Если это обстоятельство мало смущало местное население, которое иногда даже охотно внимало поучениям бабидов, то духовенство восставало против новой ереси; когда сила слова не убеждала население изгнать от себя или избить еретиков, муллы обращались в содействию властей, указывая на угрожающую опасность для целости государства и грозя, в случае отказа, всеми мучениями ада. Важную роль в этом гонении играло то обстоятельство, что, с признанием бабидов богопротивными сектантами, их имущество конфисковалось; а кто не знает, какую силу в Персии имеет перспектива получить деньги? Незадолго до смерти Мохаммед-шаха (ум. в 1847), главнейшие проповедники нового учения, особенно Хаджи-Молла-Мохаммед-Али в Харасане и Молла-Хусейн-Бушравейхи на юге Персии, переходили из города в город, обращая жителей толпами в новую веру и возбуждая этим против себя шиитское духовенство, которое вынуждало их с наиболее ревностными последователями покидать города. Постепенно бабиды стянулись к Бедешту в Хорасане; туда же прибыла из Казвина через Тегеран известная уже нам Курретт-уль-Айн со своими приверженцами, принужденная уехать из родного города после убийства ея дяди бабидами, хотя она по всей вероятности даже не знала о предполагавшемся убийстве; к тому же один [346] бабид Салих-Тахир (или, по некоторым источникам, Мирза Али-Салих) объявил, что он убийца и действовал, в данном случае, совершенно самостоятельно, по своему собственному побуждению, исключительно из мести за преследование муджтехидом его единоверцев.

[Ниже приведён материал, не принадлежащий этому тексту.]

//! Read-only snapshot of every section offered in one term.

use super::types::Section;
use crate::error::ScheduleError;
use crate::filter::SectionFilters;
use serde::Deserialize;
use std::collections::{BTreeSet, HashMap};
use std::fs;
use std::path::Path;
use tracing::{debug, info};

/// Serialized snapshot as produced by the catalog refresh step.
#[derive(Debug, Deserialize)]
struct RawSnapshot {
    term: String,
    sections: Vec<Section>,
}

/// All sections of a term, indexed by course reference number.
///
/// Sections keep their catalog order, which is also the order used when
/// enumerating combinations.
#[derive(Debug, Clone)]
pub struct SectionSnapshot {
    term: String,
    sections: Vec<Section>,
    by_crn: HashMap<String, usize>,
}

impl SectionSnapshot {
    /// Builds a snapshot, filling in missing section terms.
    ///
    /// # Returns
    /// * `Err(InvalidSnapshot)` - If a section belongs to another term or a
    ///   CRN appears twice
    pub fn new(term: impl Into<String>, sections: Vec<Section>) -> Result<Self, ScheduleError> {
        let term = term.into();
        let mut by_crn = HashMap::with_capacity(sections.len());
        let mut sections = sections;

        for (index, section) in sections.iter_mut().enumerate() {
            if section.term.is_empty() {
                section.term = term.clone();
            } else if section.term != term {
                return Err(ScheduleError::InvalidSnapshot {
                    message: format!(
                        "section {} belongs to term {}, not {}",
                        section.crn, section.term, term
                    ),
                });
            }

            if by_crn.insert(section.crn.clone(), index).is_some() {
                return Err(ScheduleError::InvalidSnapshot {
                    message: format!("duplicate CRN {} in term {}", section.crn, term),
                });
            }
        }

        Ok(Self {
            term,
            sections,
            by_crn,
        })
    }

    /// Parses a snapshot from its JSON form: `{"term": ..., "sections": [...]}`.
    pub fn from_json_str(json: &str) -> Result<Self, ScheduleError> {
        let raw: RawSnapshot = serde_json::from_str(json)?;
        Self::new(raw.term, raw.sections)
    }

    /// Loads a snapshot previously materialized to disk.
    pub fn load_from_path(path: &Path) -> Result<Self, ScheduleError> {
        let content = fs::read_to_string(path)?;
        let snapshot = Self::from_json_str(&content)?;
        info!(
            "Loaded {} sections for term {} from {}",
            snapshot.len(),
            snapshot.term,
            path.display()
        );
        Ok(snapshot)
    }

    pub fn term(&self) -> &str {
        &self.term
    }

    pub fn sections(&self) -> &[Section] {
        &self.sections
    }

    pub fn len(&self) -> usize {
        self.sections.len()
    }

    pub fn is_empty(&self) -> bool {
        self.sections.is_empty()
    }

    /// Looks up a section by course reference number.
    pub fn find(&self, crn: &str) -> Option<&Section> {
        self.by_crn.get(crn).map(|&i| &self.sections[i])
    }

    /// Distinct course codes, sorted.
    pub fn course_codes(&self) -> BTreeSet<&str> {
        self.sections.iter().map(|s| s.course_code.as_str()).collect()
    }

    /// Sections of one course in catalog order.
    pub fn sections_for_course<'a>(
        &'a self,
        course_code: &'a str,
    ) -> impl Iterator<Item = &'a Section> + 'a {
        self.sections
            .iter()
            .filter(move |s| s.course_code == course_code)
    }

    /// Groups the snapshot by course code, preserving catalog order within
    /// each course.
    pub fn sections_by_course(&self) -> HashMap<String, Vec<Section>> {
        let mut grouped: HashMap<String, Vec<Section>> = HashMap::new();
        for section in &self.sections {
            grouped
                .entry(section.course_code.clone())
                .or_default()
                .push(section.clone());
        }
        grouped
    }

    /// Returns a new snapshot holding only the sections accepted by `filters`.
    pub fn filtered(&self, filters: &SectionFilters) -> SectionSnapshot {
        let sections = filters.apply(&self.sections);
        debug!(
            "Filters kept {} of {} sections for term {}",
            sections.len(),
            self.sections.len(),
            self.term
        );

        let by_crn = sections
            .iter()
            .enumerate()
            .map(|(i, s)| (s.crn.clone(), i))
            .collect();

        SectionSnapshot {
            term: self.term.clone(),
            sections,
            by_crn,
        }
    }
}

#[cfg(test)]
mod tests {
    use super::*;

    const SNAPSHOT: &str = r#"{
        "term": "202309",
        "sections": [
            {"crn": "1", "course_code": "A100", "component": "LEC",
             "meetings": [{"day": "Mon", "start": "0810", "end": "0930"}],
             "enrolled": 5, "capacity": 5},
            {"crn": "2", "course_code": "A100", "component": "LAB",
             "enrolled": 0, "capacity": 20},
            {"crn": "3", "course_code": "B200", "component": "LEC",
             "enrolled": 1, "capacity": 20}
        ]
    }"#;

    #[test]
    fn test_parse_and_lookup() {
        let snapshot = SectionSnapshot::from_json_str(SNAPSHOT).unwrap();

        assert_eq!(snapshot.term(), "202309");
        assert_eq!(snapshot.len(), 3);
        assert_eq!(snapshot.find("2").unwrap().course_code, "A100");
        assert_eq!(snapshot.find("2").unwrap().term, "202309");
        assert!(snapshot.find("99").is_none());
        assert_eq!(
            snapshot.course_codes().into_iter().collect::<Vec<_>>(),
            vec!["A100", "B200"]
        );
        assert_eq!(snapshot.sections_for_course("A100").count(), 2);
        assert_eq!(snapshot.sections_by_course()["B200"].len(), 1);
    }

    #[test]
    fn test_rejects_duplicate_crn_and_foreign_term() {
        let dup = r#"{"term": "202309", "sections": [
            {"crn": "1", "course_code": "A", "component": "LEC", "enrolled": 0, "capacity": 1},
            {"crn": "1", "course_code": "B", "component": "LEC", "enrolled": 0, "capacity": 1}
        ]}"#;
        assert!(matches!(
            SectionSnapshot::from_json_str(dup),
            Err(ScheduleError::InvalidSnapshot { .. })
        ));

        let foreign = r#"{"term": "202309", "sections": [
            {"term": "202401", "crn": "1", "course_code": "A", "component": "LEC", "enrolled": 0, "capacity": 1}
        ]}"#;
        assert!(SectionSnapshot::from_json_str(foreign).is_err());
    }

    #[test]
    fn test_filtered_reindexes() {
        let snapshot = SectionSnapshot::from_json_str(SNAPSHOT).unwrap();
        let filters = SectionFilters {
            exclude_closed: true,
            ..SectionFilters::default()
        };

        let open = snapshot.filtered(&filters);
        assert_eq!(open.len(), 2);
        assert!(open.find("1").is_none());
        assert_eq!(open.find("3").unwrap().crn, "3");
    }

    #[test]
    fn test_missing_file_is_io_error() {
        let err = SectionSnapshot::load_from_path(Path::new("/nonexistent/202309.json")).unwrap_err();
        assert!(matches!(err, ScheduleError::Io { .. }));
    }
}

Куррет-уль-айн из Бедешта направилась с остальными собравшимися бабидами в Мазендеран, но не дошла до этой провинции и свернула, как говорит предание, в Нурский округ (расположенный по р. Нуру, образующей долину в Эльборузском хребте и впадающей в Херасн, севернее горы Демавенда). Тут ее задержали, но не притесняли, а в половине 1849 года, после падения защитников Шейха-Теберси, она была выслана в Тегеран. Сначала “Тахирэ” не была в очень тяжком заключении,— ей дозволялось видеться с знакомыми; но после покушения на шаха трех бабидов в 1852 году, когда началось поголовное преследование секты, она была казнена, а тело ея брошено в колодезь.

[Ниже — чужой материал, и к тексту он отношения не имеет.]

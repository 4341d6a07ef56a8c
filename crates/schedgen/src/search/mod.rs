/// Cross-course schedule search
mod budget;
mod random;
mod strategy;
mod systematic;
mod types;

#[cfg(test)]
pub(crate) mod tests;

pub use budget::{BudgetMonitor, SearchBudget, SearchCommand, MAX_CLOCK_CHECK_INTERVAL};
pub use random::RandomSearch;
pub use strategy::{CourseCombinations, SearchSpace, SearchStrategy};
pub use systematic::SystematicSearch;
pub use types::*;

use crate::catalog::{Section, SectionSnapshot};
use crate::combination::CombinationEnumerator;
use crate::config::SearchConfig;
use crate::error::ScheduleError;
use crate::filter::SectionFilters;
use std::collections::{HashMap, HashSet};
use std::time::Instant;
use tracing::{debug, info, warn};

/// Runs searches: validates the request, enumerates combinations per
/// course, then hands the space to the selected strategy.
#[derive(Debug, Clone, Default)]
pub struct ScheduleSearcher {
    config: SearchConfig,
}

impl ScheduleSearcher {
    pub fn new(config: SearchConfig) -> Self {
        Self { config }
    }

    /// Searches for conflict-free schedules covering every requested course.
    ///
    /// The clock starts before combinations are enumerated, so enumeration
    /// time counts against `budget.time_limit`; the strategy only gets what
    /// is left.
    ///
    /// # Arguments
    /// * `term` - Term the sections belong to
    /// * `course_codes` - Requested courses; duplicates are ignored
    /// * `sections_by_course` - Section pool keyed by course code; a missing
    ///   course counts as having no sections
    /// * `budget` - Time limit and solution cap
    /// * `strategy` - Which search strategy to run
    ///
    /// # Returns
    /// * `Ok(SearchOutcome)` - Schedules found (possibly none) and why the
    ///   search stopped
    /// * `Err(InvalidBudget)` - If the budget has a zero time limit or cap
    pub fn search<S: AsRef<str>>(
        &self,
        term: &str,
        course_codes: &[S],
        sections_by_course: &HashMap<String, Vec<Section>>,
        budget: &SearchBudget,
        strategy: StrategyKind,
    ) -> Result<SearchOutcome, ScheduleError> {
        budget.validate()?;
        let started = Instant::now();

        let mut distinct = HashSet::new();
        let mut courses = Vec::with_capacity(course_codes.len());
        for code in course_codes.iter().map(|c| c.as_ref()) {
            if distinct.insert(code) {
                courses.push(code);
            } else {
                warn!("Ignoring duplicate course code {} in request", code);
            }
        }

        if courses.is_empty() {
            warn!("Schedule search for term {} requested no courses", term);
            return Ok(SearchOutcome::empty(TerminationReason::NoCourses));
        }

        let mut space_courses = Vec::with_capacity(courses.len());
        for code in courses {
            let sections = sections_by_course
                .get(code)
                .map(Vec::as_slice)
                .unwrap_or_default();
            let combinations = CombinationEnumerator::new(term, code).enumerate(sections);
            debug!(
                "{}: {} sections, {} combinations",
                code,
                sections.len(),
                combinations.len()
            );

            if combinations.is_empty() {
                info!(
                    "No valid combination for {} in term {}; no schedule possible",
                    code, term
                );
                return Ok(SearchOutcome::empty(
                    TerminationReason::EmptyCombinationSpace {
                        course_code: code.to_string(),
                    },
                ));
            }

            space_courses.push(CourseCombinations {
                course_code: code.to_string(),
                combinations,
            });
        }

        let remaining = budget.time_limit.saturating_sub(started.elapsed());
        if remaining.is_zero() {
            warn!(
                "Time limit of {:?} used up while enumerating combinations for term {}",
                budget.time_limit, term
            );
            let mut outcome = SearchOutcome::empty(TerminationReason::TimeLimit);
            outcome.stats.elapsed = started.elapsed();
            return Ok(outcome);
        }

        let space = SearchSpace::new(term, space_courses);
        let strategy_budget = SearchBudget {
            time_limit: remaining,
            ..*budget
        };
        let mut outcome = self.search_space(&space, &strategy_budget, strategy);
        outcome.stats.elapsed = started.elapsed();
        Ok(outcome)
    }

    /// Runs a strategy over an already enumerated space.
    ///
    /// The budget is assumed valid; [`ScheduleSearcher::search`] checks it.
    pub fn search_space(
        &self,
        space: &SearchSpace,
        budget: &SearchBudget,
        strategy: StrategyKind,
    ) -> SearchOutcome {
        let mut strategy = strategy.build(&self.config);
        info!(
            "Searching {} courses in term {} with {} strategy (limit {:?}, max {} schedules, {:?} candidate selections)",
            space.courses().len(),
            space.term(),
            strategy.name(),
            budget.time_limit,
            budget.max_solutions,
            space.product_size()
        );

        let outcome = strategy.search(space, budget);
        info!(
            "Found {} schedules in {:.3}s ({})",
            outcome.schedules.len(),
            outcome.stats.elapsed.as_secs_f64(),
            outcome.termination
        );
        outcome
    }

    /// Filters a term snapshot, then searches it.
    pub fn generate<S: AsRef<str>>(
        &self,
        snapshot: &SectionSnapshot,
        course_codes: &[S],
        filters: &SectionFilters,
        budget: &SearchBudget,
        strategy: StrategyKind,
    ) -> Result<SearchOutcome, ScheduleError> {
        let grouped = if filters.is_noop() {
            snapshot.sections_by_course()
        } else {
            snapshot.filtered(filters).sections_by_course()
        };
        self.search(snapshot.term(), course_codes, &grouped, budget, strategy)
    }

    pub fn config(&self) -> &SearchConfig {
        &self.config
    }
}
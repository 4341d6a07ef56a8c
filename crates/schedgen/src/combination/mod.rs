/// Per-course combination enumeration
mod enumerator;
mod types;

pub use enumerator::CombinationEnumerator;
pub use types::{Combination, ComponentPick};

Бабиды из Хорасана направились в Мазендерану, где в местечке Шеих-Теберси присоединились к небольшой группе единоверцев (около 200 человек), осажденных персидским войском. Эти бабиды были выгнаны из Бурфуруша и отступили с уроном, преследуемые по пятам войсками через незнакомые леса и болота. Во главе их в то время был ученый Мулла-Мохаммед-Али, в Барфуруши; бабиды в Шеих-Теберси заперлись и оказывали упорное сопротивление всему осаждавшему их войску правителя Мавендерана. Это событие совпало со смертью Мохаммед-Шаха; в Персии начались смуты, достаточно объясняющие отсутствие энергии у персидских войск, осаждавших бабидов в Шеих-Теберси. Бабиды же, ободряемые вялостью врагов, переходили в наступление; их вылазки почти всегда увенчивались успехом, так как они дрались ради самозащиты, с храбростью отчаяния, зная, что помощи им неоткуда ждать, и спасение невозможно. Персидские же солдаты не имели никакой побудительной причины подвергать себя опасности, которую всегда готовы были преувеличивать в воображении и в своих беседах, ради служения правительству, никогда не платящему полностью и во-время жалованья, и под начальством командиров, не заботящихся об обеспечении успеха, но лишь самонадеянно ожидающих его.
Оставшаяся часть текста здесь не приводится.